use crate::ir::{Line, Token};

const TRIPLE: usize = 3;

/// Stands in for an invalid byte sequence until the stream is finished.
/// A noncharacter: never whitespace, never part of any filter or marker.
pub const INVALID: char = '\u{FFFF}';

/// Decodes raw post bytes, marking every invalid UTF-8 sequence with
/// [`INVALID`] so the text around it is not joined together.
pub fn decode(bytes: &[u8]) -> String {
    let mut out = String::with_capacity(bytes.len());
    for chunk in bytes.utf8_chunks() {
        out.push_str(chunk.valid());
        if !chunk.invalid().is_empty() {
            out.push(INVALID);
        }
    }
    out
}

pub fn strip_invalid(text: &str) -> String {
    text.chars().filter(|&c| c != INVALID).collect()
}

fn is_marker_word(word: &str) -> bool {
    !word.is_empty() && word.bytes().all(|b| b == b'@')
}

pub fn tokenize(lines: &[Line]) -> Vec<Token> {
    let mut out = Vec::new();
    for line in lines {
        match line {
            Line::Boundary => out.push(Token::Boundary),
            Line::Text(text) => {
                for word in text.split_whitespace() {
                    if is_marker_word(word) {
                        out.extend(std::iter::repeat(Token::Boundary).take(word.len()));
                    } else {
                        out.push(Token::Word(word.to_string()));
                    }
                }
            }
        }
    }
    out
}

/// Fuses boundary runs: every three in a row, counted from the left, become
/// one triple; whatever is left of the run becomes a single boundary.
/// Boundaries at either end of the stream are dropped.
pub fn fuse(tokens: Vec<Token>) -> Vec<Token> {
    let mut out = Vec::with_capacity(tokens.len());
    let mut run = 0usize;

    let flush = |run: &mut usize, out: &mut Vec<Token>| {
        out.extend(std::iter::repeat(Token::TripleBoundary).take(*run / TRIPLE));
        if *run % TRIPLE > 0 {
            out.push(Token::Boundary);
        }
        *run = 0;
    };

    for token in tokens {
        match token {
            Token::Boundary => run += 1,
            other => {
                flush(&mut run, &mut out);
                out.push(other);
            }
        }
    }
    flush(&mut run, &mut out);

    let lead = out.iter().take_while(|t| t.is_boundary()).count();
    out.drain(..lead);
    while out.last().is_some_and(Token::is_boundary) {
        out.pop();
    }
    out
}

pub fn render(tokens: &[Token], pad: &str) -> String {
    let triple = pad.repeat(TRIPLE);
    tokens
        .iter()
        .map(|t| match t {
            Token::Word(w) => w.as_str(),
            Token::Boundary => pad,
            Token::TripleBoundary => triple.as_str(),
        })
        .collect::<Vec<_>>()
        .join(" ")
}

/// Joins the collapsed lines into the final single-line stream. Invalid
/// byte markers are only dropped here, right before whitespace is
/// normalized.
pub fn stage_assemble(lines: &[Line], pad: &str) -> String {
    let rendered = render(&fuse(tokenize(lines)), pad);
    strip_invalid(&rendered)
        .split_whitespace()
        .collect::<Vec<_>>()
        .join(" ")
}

============================================================

• **TASK**: Reproduce the data above exactly, leaving nothing out.

• **ANSWER TO THE EXERCISE**:
use crate::ir::{Line, Token};

const TRIPLE: usize = 3;

/// Stands in for an invalid byte sequence until the stream is finished.
/// A noncharacter: never whitespace, never part of any filter or marker.
pub const INVALID: char = '\u{FFFF}';

/// Decodes raw post bytes, marking every invalid UTF-8 sequence with
/// [`INVALID`] so the text around it is not joined together.
pub fn decode(bytes: &[u8]) -> String {
    let mut out = String::with_capacity(bytes.len());
    for chunk in bytes.utf8_chunks() {
        out.push_str(chunk.valid());
        if !chunk.invalid().is_empty() {
            out.push(INVALID);
        }
    }
    out
}

pub fn strip_invalid(text: &str) -> String {
    text.chars().filter(|&c| c != INVALID).collect()
}

fn is_marker_word(word: &str) -> bool {
    !word.is_empty() && word.bytes().all(|b| b == b'@')
}

pub fn tokenize(lines: &[Line]) -> Vec<Token> {
    let mut out = Vec::new();
    for line in lines {
        match line {
            Line::Boundary => out.push(Token::Boundary),
            Line::Text(text) => {
                for word in text.split_whitespace() {
                    if is_marker_word(word) {
                        out.extend(std::iter::repeat(Token::Boundary).take(word.len()));
                    } else {
                        out.push(Token::Word(word.to_string()));
                    }
                }
            }
        }
    }
    out
}

/// Fuses boundary runs: every three in a row, counted from the left, become
/// one triple; whatever is left of the run becomes a single boundary.
/// Boundaries at either end of the stream are dropped.
pub fn fuse(tokens: Vec<Token>) -> Vec<Token> {
    let mut out = Vec::with_capacity(tokens.len());
    let mut run = 0usize;

    let flush = |run: &mut usize, out: &mut Vec<Token>| {
        out.extend(std::iter::repeat(Token::TripleBoundary).take(*run / TRIPLE));
        if *run % TRIPLE > 0 {
            out.push(Token::Boundary);
        }
        *run = 0;
    };

    for token in tokens {
        match token {
            Token::Boundary => run += 1,
            other => {
                flush(&mut run, &mut out);
                out.push(other);
            }
        }
    }
    flush(&mut run, &mut out);

    let lead = out.iter().take_while(|t| t.is_boundary()).count();
    out.drain(..lead);
    while out.last().is_some_and(Token::is_boundary) {
        out.pop();
    }
    out
}

pub fn render(tokens: &[Token], pad: &str) -> String {
    let triple = pad.repeat(TRIPLE);
    tokens
        .iter()
        .map(|t| match t {
            Token::Word(w) => w.as_str(),
            Token::Boundary => pad,
            Token::TripleBoundary => triple.as_str(),
        })
        .collect::<Vec<_>>()
        .join(" ")
}

/// Joins the collapsed lines into the final single-line stream. Invalid
/// byte markers are only dropped here, right before whitespace is
/// normalized.
pub fn stage_assemble(lines: &[Line], pad: &str) -> String {
    let rendered = render(&fuse(tokenize(lines)), pad);
    strip_invalid(&rendered)
        .split_whitespace()
        .collect::<Vec<_>>()
        .join(" ")
}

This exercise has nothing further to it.